_Source records_:

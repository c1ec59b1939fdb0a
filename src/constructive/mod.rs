//! Constructive heuristics for building an initial basic feasible solution.
//!
//! - [`north_west`] — North-West Corner staircase walk, cost-blind, O(S + D)
//! - [`minimum_cost`] — Greedy allocation in ascending cost order, O(SD log SD)
//! - [`vogel`] — Vogel approximation (greedy regret), O((S + D)·SD)
//! - [`double_marks`] — Row/column minimum double-marking, O(SD log SD)
//!
//! Each heuristic is a pure function of the problem instance with the same
//! signature; [`Method`] is the closed set of choices for dispatch.

mod double_marks;
mod minimum_cost;
mod north_west;
mod vogel;

pub use double_marks::double_marks;
pub use minimum_cost::minimum_cost;
pub use north_west::north_west;
pub use vogel::vogel;

use serde::{Deserialize, Serialize};

use crate::models::{ProblemInstance, SolutionMatrix};

/// The initial-solution heuristic to run.
#[derive(Debug, Clone, Copy, PartialEq, Eq, Hash, Serialize, Deserialize)]
pub enum Method {
    /// North-West Corner rule.
    NorthWest,
    /// Minimum cost rule.
    MinimumCost,
    /// Vogel approximation.
    Vogel,
    /// Double marks rule.
    DoubleMarks,
}

impl Method {
    /// All heuristics, in comparison-table order.
    pub const ALL: [Method; 4] = [
        Method::NorthWest,
        Method::MinimumCost,
        Method::Vogel,
        Method::DoubleMarks,
    ];

    /// Display name of the heuristic.
    pub fn name(self) -> &'static str {
        match self {
            Method::NorthWest => "North-west corner",
            Method::MinimumCost => "Minimum cost",
            Method::Vogel => "Vogel approximation",
            Method::DoubleMarks => "Double marks",
        }
    }

    /// Builds an initial feasible solution with this heuristic.
    pub fn build(self, problem: &ProblemInstance) -> SolutionMatrix {
        match self {
            Method::NorthWest => north_west(problem),
            Method::MinimumCost => minimum_cost(problem),
            Method::Vogel => vogel(problem),
            Method::DoubleMarks => double_marks(problem),
        }
    }
}

/// Remaining supply and demand during greedy construction.
pub(crate) struct Remaining {
    pub supply: Vec<f64>,
    pub demand: Vec<f64>,
}

impl Remaining {
    pub fn from_problem(problem: &ProblemInstance) -> Self {
        Self {
            supply: problem.supply().to_vec(),
            demand: problem.demand().to_vec(),
        }
    }

    /// Allocates `min(remaining demand, remaining supply)` at `(row, col)`,
    /// decrementing both sides atomically so neither is over-allocated.
    pub fn invest(&mut self, solution: &mut SolutionMatrix, row: usize, col: usize) {
        let amount = self.demand[col].min(self.supply[row]);
        solution.set(row, col, amount);
        self.supply[row] -= amount;
        self.demand[col] -= amount;
    }
}
//! Domain model types for the transportation problem.
//!
//! Provides the core abstractions: a dense cost matrix, a solution matrix
//! whose cells are either allocated quantities or empty (outside the basis),
//! a balanced problem instance, dual potentials, and the per-iteration
//! solution trace.

mod matrix;
mod potentials;
mod problem;
mod trace;

pub use matrix::{CostMatrix, SolutionMatrix};
pub use potentials::DualPotentials;
pub use problem::{BalanceState, ProblemInstance};
pub use trace::{SolutionStep, SolutionTrace};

_Assignment_:
Set down, exactly as they stand above, the lines starting with the line with "basic feasible solution." and going on through the line with "heuristic to run.", and no others.

_Task answer_:
//! Constructive heuristics for building an initial basic feasible solution.
//!
//! - [`north_west`] — North-West Corner staircase walk, cost-blind, O(S + D)
//! - [`minimum_cost`] — Greedy allocation in ascending cost order, O(SD log SD)
//! - [`vogel`] — Vogel approximation (greedy regret), O((S + D)·SD)
//! - [`double_marks`] — Row/column minimum double-marking, O(SD log SD)
//!
//! Each heuristic is a pure function of the problem instance with the same
//! signature; [`Method`] is the closed set of choices for dispatch.

mod double_marks;
mod minimum_cost;
mod north_west;
mod vogel;

pub use double_marks::double_marks;
pub use minimum_cost::minimum_cost;
pub use north_west::north_west;
pub use vogel::vogel;

use serde::{Deserialize, Serialize};

use crate::models::{ProblemInstance, SolutionMatrix};

/// The initial-solution heuristic to run.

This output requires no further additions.